Areas of the Dakotas have had record summer rainfalls for 3 years running which have given the illusion that they are capeable of sustaining productive row crop growing.
The reality is that if these trends return to anywhere even near the long term averages, then productive growing of corn and soybeans will not be possible in most of these “new” growing areas.
Also, while crop prices are at record levels, so are the input expenses. The yields that have to be achieved just to pay for input expenses will very quickly teach a hard lesson to anyone gambling on marginal land and weather patterns.
I don’t think the average person realizes just how big of a check today’s farmer has to write just to pay for fuel, seed, and fertilizer to get the crop into the ground. Forget about all the equipment and growing season costs, just the basic inputs are huge.
These days, most farmers cannot afford to throw seed on the ground and see what happens as they did in the past. During the last boom in crop prices in 2007, we saw a neighbor of my uncle’s plow up a quarter section that had been put in CRP for decades by the father of the current farmer. The soil is light and sandy and there’s a south facing slope to most of the section along with low ground, all of which contributed to the original logic to put it in CRP due to low average yields.
Well, that little gamble lasted 2 growing seasons and now it’s back in reserve. My uncle stopped and looked at the corn on the stalks and estimated that both years due to hot/dry weather, the yield was going to be somewhere between 60 and 75 bushels per acre as a field average. The other way to say it is that the producer was losing his @ss on that field.
Margins vary by farm, but as an average yield on corn, for example, because of expenses my relatives have to maintain about 110 bu/ac to break even. Their 5 year average is 150 and this year they estimate the 130s, but there is lots of variation in the fields.

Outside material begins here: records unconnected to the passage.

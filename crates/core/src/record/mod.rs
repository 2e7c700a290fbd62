use std::{collections::HashMap, fs, path::Path};

use serde::{Deserialize, Serialize};

use crate::{
    motion::{FrameRange, MotionSource, StaticCamera, TrackedPoint, Vec3},
    EventSoundError, Result,
};

/// A single sampled pose of one point.
#[derive(Debug, Clone, Copy, Serialize, Deserialize)]
pub struct Keyframe {
    pub frame: i64,
    pub position: [f64; 3],
}

/// Keyframed motion of one tracked point.
#[derive(Debug, Clone, Serialize, Deserialize)]
pub struct PointTrack {
    pub id: String,
    pub keys: Vec<Keyframe>,
}

/// Camera as stored in a recording. The field of view is in degrees.
#[derive(Debug, Clone, Copy, Serialize, Deserialize)]
pub struct RecordedCamera {
    pub position: [f64; 3],
    pub forward: [f64; 3],
    pub horizontal_fov_degrees: f64,
}

impl RecordedCamera {
    pub fn to_static(&self) -> StaticCamera {
        StaticCamera {
            position: self.position.into(),
            forward: self.forward.into(),
            horizontal_fov: self.horizontal_fov_degrees.to_radians(),
        }
    }
}

/// Motion exported from a scene: frame rate, playback range, keyframed
/// points and optionally the active camera.
///
/// Positions between keys are interpolated linearly; outside the first and
/// last key the nearest key is held.
#[derive(Debug, Clone, Serialize, Deserialize)]
pub struct MotionRecording {
    pub fps: f64,
    pub frame_range: FrameRange,
    pub points: Vec<PointTrack>,
    #[serde(default)]
    pub camera: Option<RecordedCamera>,
    #[serde(skip)]
    current_frame: i64,
    #[serde(skip)]
    index: HashMap<String, usize>,
}

impl MotionRecording {
    pub fn new(fps: f64, frame_range: FrameRange) -> Self {
        Self {
            fps,
            frame_range,
            points: Vec::new(),
            camera: None,
            current_frame: frame_range.start,
            index: HashMap::new(),
        }
    }

    /// Reads a recording from a JSON file.
    pub fn load(path: impl AsRef<Path>) -> Result<Self> {
        let text = fs::read_to_string(path)?;
        Self::from_json(&text)
    }

    pub fn from_json(text: &str) -> Result<Self> {
        let mut recording: MotionRecording = serde_json::from_str(text)?;
        if !(recording.fps > 0.0) {
            return Err(EventSoundError::invalid("recording fps must be positive"));
        }
        for track in &mut recording.points {
            track.keys.sort_by_key(|key| key.frame);
        }
        recording.current_frame = recording.frame_range.start;
        recording.rebuild_index();
        Ok(recording)
    }

    /// Adds a point, keeping its keys sorted by frame.
    pub fn push_point(&mut self, id: impl Into<String>, mut keys: Vec<Keyframe>) {
        keys.sort_by_key(|key| key.frame);
        self.points.push(PointTrack {
            id: id.into(),
            keys,
        });
        self.rebuild_index();
    }

    pub fn tracked_points(&self) -> Vec<TrackedPoint> {
        self.points
            .iter()
            .map(|track| TrackedPoint::new(track.id.clone()))
            .collect()
    }

    pub fn camera(&self) -> Option<StaticCamera> {
        self.camera.as_ref().map(RecordedCamera::to_static)
    }

    fn rebuild_index(&mut self) {
        self.index = self
            .points
            .iter()
            .enumerate()
            .map(|(i, track)| (track.id.clone(), i))
            .collect();
    }
}

impl MotionSource for MotionRecording {
    fn position_at(&mut self, point_id: &str, frame: i64) -> Result<Vec3> {
        let track = self
            .index
            .get(point_id)
            .and_then(|&i| self.points.get(i))
            .ok_or_else(|| EventSoundError::msg(format!("unknown tracked point `{point_id}`")))?;
        sample_keys(&track.keys, frame)
            .ok_or_else(|| EventSoundError::msg(format!("tracked point `{point_id}` has no keys")))
    }

    fn set_current_frame(&mut self, frame: i64) {
        self.current_frame = frame;
    }

    fn current_frame(&self) -> i64 {
        self.current_frame
    }
}

fn sample_keys(keys: &[Keyframe], frame: i64) -> Option<Vec3> {
    let first = keys.first()?;
    let last = keys.last()?;
    if frame <= first.frame {
        return Some(first.position.into());
    }
    if frame >= last.frame {
        return Some(last.position.into());
    }

    let next = keys.partition_point(|key| key.frame <= frame);
    let a = keys[next - 1];
    let b = keys[next];
    if a.frame == frame {
        return Some(a.position.into());
    }
    let t = (frame - a.frame) as f64 / (b.frame - a.frame) as f64;
    Some(Vec3::from(a.position).lerp(b.position.into(), t))
}

#[cfg(test)]
mod tests {
    use super::*;

    fn key(frame: i64, z: f64) -> Keyframe {
        Keyframe {
            frame,
            position: [0.0, 0.0, z],
        }
    }

    #[test]
    fn interpolates_between_keys_and_holds_ends() {
        let mut recording = MotionRecording::new(24.0, FrameRange::new(0, 20));
        recording.push_point("hand.L", vec![key(10, 2.0), key(0, 0.0)]);

        assert_eq!(recording.position_at("hand.L", -5).unwrap().z, 0.0);
        assert_eq!(recording.position_at("hand.L", 5).unwrap().z, 1.0);
        assert_eq!(recording.position_at("hand.L", 10).unwrap().z, 2.0);
        assert_eq!(recording.position_at("hand.L", 99).unwrap().z, 2.0);
    }

    #[test]
    fn unknown_point_is_an_error() {
        let mut recording = MotionRecording::new(24.0, FrameRange::new(0, 20));
        let err = recording.position_at("foot.R", 1).unwrap_err();
        assert!(format!("{err}").contains("foot.R"));
    }

    #[test]
    fn parses_json_document() {
        let json = r#"{
            "fps": 25.0,
            "frame_range": { "start": 1, "end": 50 },
            "points": [
                { "id": "toe", "keys": [ { "frame": 1, "position": [0, 0, 1] } ] }
            ],
            "camera": {
                "position": [0, -10, 1],
                "forward": [0, 1, 0],
                "horizontal_fov_degrees": 90
            }
        }"#;

        let recording = MotionRecording::from_json(json).unwrap();
        assert_eq!(recording.tracked_points(), vec![TrackedPoint::new("toe")]);
        assert_eq!(recording.current_frame(), 1);
        let camera = recording.camera().unwrap();
        assert!((camera.horizontal_fov - std::f64::consts::FRAC_PI_2).abs() < 1e-12);
    }

    #[test]
    fn rejects_non_positive_fps() {
        let json = r#"{ "fps": 0, "frame_range": { "start": 1, "end": 2 }, "points": [] }"#;
        assert!(matches!(
            MotionRecording::from_json(json),
            Err(EventSoundError::InvalidInput(_))
        ));
    }
}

The older retired farmers I talk to say that for 25 years all anybody talked about was who was breaking 70 bu/ac on corn. That was the money spot for a very long time. Now the target moves up on an almost yearly basis.
I’m not happy to see CRP and grassland disappear and I’m also not happy to see what I know is going to happen. Irrational exhuberence and outlier weather patterns making farmers make poor long-term decisions that will come crashing down on them soon.